Ma question s'adresse à Mme Christine Lagarde, ministre de l'économie, de l'industrie et de l'emploi.
Madame la ministre, l'électricité occupe une place centrale dans la politique énergétique de notre pays, compte tenu de sa productivité grâce au nucléaire et à l'hydraulique, qui représentent 90 % de la production totale. La nécessaire sécurité d'approvisionnement passe par la qualité des infrastructures de transit et de desserte de l'électricité, mais aussi par le bon dimensionnement et le maintien en bon état du parc de production.
Si le prix de vente de l'électricité doit permettre de financer les investissements, il semble légitime que le consommateur français continue de bénéficier de la compétitivité des capacités de production françaises indépendamment des prix du marché et des investissements à l'étranger. C'est probablement une condition sine qua non de l'acceptabilité sociale et de la pérennisation de notre parc électronucléaire qui, à l'évidence, doit évoluer et nécessitera des investissements importants pour la construction de nouvelles centrales – on parle de quatre milliards pour l'EPR – mais aussi pour la maintenance des centrales existantes – on avance un montant de 400 millions par centrale pour porter leur durée d'utilisation à quarante, voire à soixante ans.
Par ailleurs, le réseau de distribution public financé par le TURPE – le tarif d'utilisation des réseaux publics d'électricité dont il est prévu qu'il augmente de 8 % sur quatre ans –, nécessitera lui aussi des investissements importants car à l'évidence, sa qualité se dégrade. Alors que le président d'EDF demande une hausse des tarifs de 20 %, pouvez-vous, madame le Ministre, nous préciser quelle est la stratégie du Gouvernement en ce qui concerne l'évolution tarifaire, tant pour la production que pour la distribution de l'électricité ? (Quelques applaudissements sur les bancs du groupe UMP.)
La parole est à Mme Christine Lagarde, ministre de l'économie, de l'industrie et de l'emploi.
Je commencerai par trois brefs rappels : les tarifs sont fixés par le ministre de l'énergie et le ministre de l'économie sur avis de la commission de régulation de l'énergie ; ces tarifs sont, en France, inférieurs de 15 % à 30 % à ceux pratiqués ailleurs dans l'Union européenne ; enfin un tarif social donne aux ménages défavorisés accès à une électricité à très bas coût.

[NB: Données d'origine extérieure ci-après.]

// descend.rs — Recursive descent into nested programs
//
// Re-applies the offload transform to the body of every top-level
// nested-program node. Arrays passed in through connectors whose outer
// source (or destination) is already device-resident are forced to the
// outer storage inside the body and excluded from the child's explicit
// boundary copies; the child otherwise runs with a default configuration.
//
// Preconditions: `nested` lists nodes of kind Nested; discovery has already
//                retargeted their schedules.
// Postconditions: every nested body satisfies the transform's own
//                 postconditions.
// Failure modes: a nested body that fails its applicability check aborts the
//                whole transform as an invariant violation (the outer graph
//                is already mutated).
// Side effects: mutates nested graphs in place.

use std::collections::BTreeSet;

use crate::ir::{DataNodeKind, NodeId, ProgramGraph, ScheduleKind, StateId, StorageKind};
use crate::loops::LoopProvider;
use crate::simplify::Simplify;
use crate::transform::{OffloadConfig, OffloadError, Offloader};

pub fn run(
    graph: &mut ProgramGraph,
    nested: &[(StateId, NodeId)],
    provider: &dyn LoopProvider,
    simplifier: Option<&dyn Simplify>,
) -> Result<(), OffloadError> {
    for &(sid, nid) in nested {
        let plan = plan_for(graph, sid, nid)?;

        let state = graph.state_mut(sid);
        let DataNodeKind::Nested { graph: inner, .. } = &mut state.node_mut(nid).kind else {
            return Err(OffloadError::invariant(format!(
                "descent target {nid:?} in state {sid:?} is not a nested program"
            )));
        };

        for (name, storage) in &plan.forced_storage {
            if let Some(desc) = inner.arrays.get_mut(name) {
                desc.storage = *storage;
            }
        }

        let config = OffloadConfig {
            exclude_copy_in: plan.exclude_copy_in,
            exclude_copy_out: plan.exclude_copy_out,
            device_default_parent: plan.device_default,
            ..OffloadConfig::default()
        };
        let child = Offloader::new(config);
        match child.apply(inner, provider, simplifier) {
            Ok(()) => {}
            Err(OffloadError::NotApplicable) => {
                return Err(OffloadError::invariant(format!(
                    "nested program '{}' rejected the transform mid-flight",
                    inner.label
                )));
            }
            Err(e) => return Err(e),
        }
    }
    Ok(())
}

struct DescentPlan {
    exclude_copy_in: BTreeSet<String>,
    exclude_copy_out: BTreeSet<String>,
    forced_storage: Vec<(String, StorageKind)>,
    device_default: bool,
}

/// Inspect the outer edges of one nested node: connectors backed by
/// device-resident outer arrays keep that storage inside and skip the
/// child's boundary copies.
fn plan_for(graph: &ProgramGraph, sid: StateId, nid: NodeId) -> Result<DescentPlan, OffloadError> {
    let state = graph.state(sid);
    let node = state.node(nid);
    let DataNodeKind::Nested { schedule, .. } = &node.kind else {
        return Err(OffloadError::invariant(format!(
            "descent target {nid:?} in state {sid:?} is not a nested program"
        )));
    };

    let mut plan = DescentPlan {
        exclude_copy_in: BTreeSet::new(),
        exclude_copy_out: BTreeSet::new(),
        forced_storage: Vec::new(),
        device_default: *schedule == ScheduleKind::DeviceDefault,
    };

    for eid in state.in_edges(nid) {
        let Some(edge) = state.edge(eid) else { continue };
        let Some(conn) = edge.dst_conn.clone() else { continue };
        let first = state.memlet_path_first(eid);
        let Some(array) = state
            .edge(first)
            .and_then(|e| state.node(e.src).access_array())
        else {
            continue;
        };
        if let Some(desc) = graph.arrays.get(array) {
            if desc.storage.device_accessible() {
                plan.forced_storage.push((conn.clone(), desc.storage));
                plan.exclude_copy_in.insert(conn);
            }
        }
    }
    for eid in state.out_edges(nid) {
        let Some(edge) = state.edge(eid) else { continue };
        let Some(conn) = edge.src_conn.clone() else { continue };
        let last = state.memlet_path_last(eid);
        let Some(array) = state
            .edge(last)
            .and_then(|e| state.node(e.dst).access_array())
        else {
            continue;
        };
        if let Some(desc) = graph.arrays.get(array) {
            if desc.storage.device_accessible() {
                plan.forced_storage.push((conn.clone(), desc.storage));
                plan.exclude_copy_out.insert(conn);
            }
        }
    }
    Ok(plan)
}

// ── Tests ───────────────────────────────────────────────────────────────────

Vous l'avez dit, notre parc électronucléaire et hydraulique assure 80 % de notre production en toute indépendance. Il est légitime que ce soient les Français qui en perçoivent les dividendes. Nous avons investi, nous percevons les dividendes, le Gouvernement s'y tiendra.
Vous l'avez également rappelé, notre parc électronucléaire nécessite des investissements et des dépenses de maintenance importantes. M. Gadonneix, président d'EDF, a indiqué clairement, lors d'une audition en commission à l'Assemblée ce matin, le montant des investissements requis : 400 millions d'euros pour une centrale, et nous en avons 58 sur le territoire ; faites la multiplication… Il faudra donc investir beaucoup pour rénover le parc électronucléaire et prolonger la vie des centrales de 40 à 60 ans par exemple, investir aussi beaucoup pour satisfaire aux exigences du Grenelle de l'environnement, et pour faire face à des pics de consommation pendant lesquels, actuellement, nous devons importer de l'électricité.
Pour être en état de faire ces investissements, la priorité du groupe EDF sera d'améliorer sa productivité. Le parc électronucléaire fonctionne bien, mais peut fonctionner mieux. Ensuite, il faudra examiner des augmentations de tarif, en étant très attentifs à leur volume, à leur champ d'application, et attentifs en particulier aux ménages et aux entreprises qui souffrent aujourd'hui de la crise. (Applaudissements sur les bancs du groupe UMP.)
Augmentation des tarifs d'EDF
La séance est suspendue.
(La séance, suspendue à seize heures, est reprise à seize heures quinze.)
L'ordre du jour appelle les explications de vote, au nom des groupes, et le vote, par scrutin public, après engagement de la procédure accélérée, sur la proposition de loi réaffirmant le principe du repos dominical et visant à adapter les dérogations à ce principe dans les communes et zones touristiques et thermales ainsi que dans certaines grandes agglomérations pour les salariés volontaires (nos 1685, 1782 et 1742).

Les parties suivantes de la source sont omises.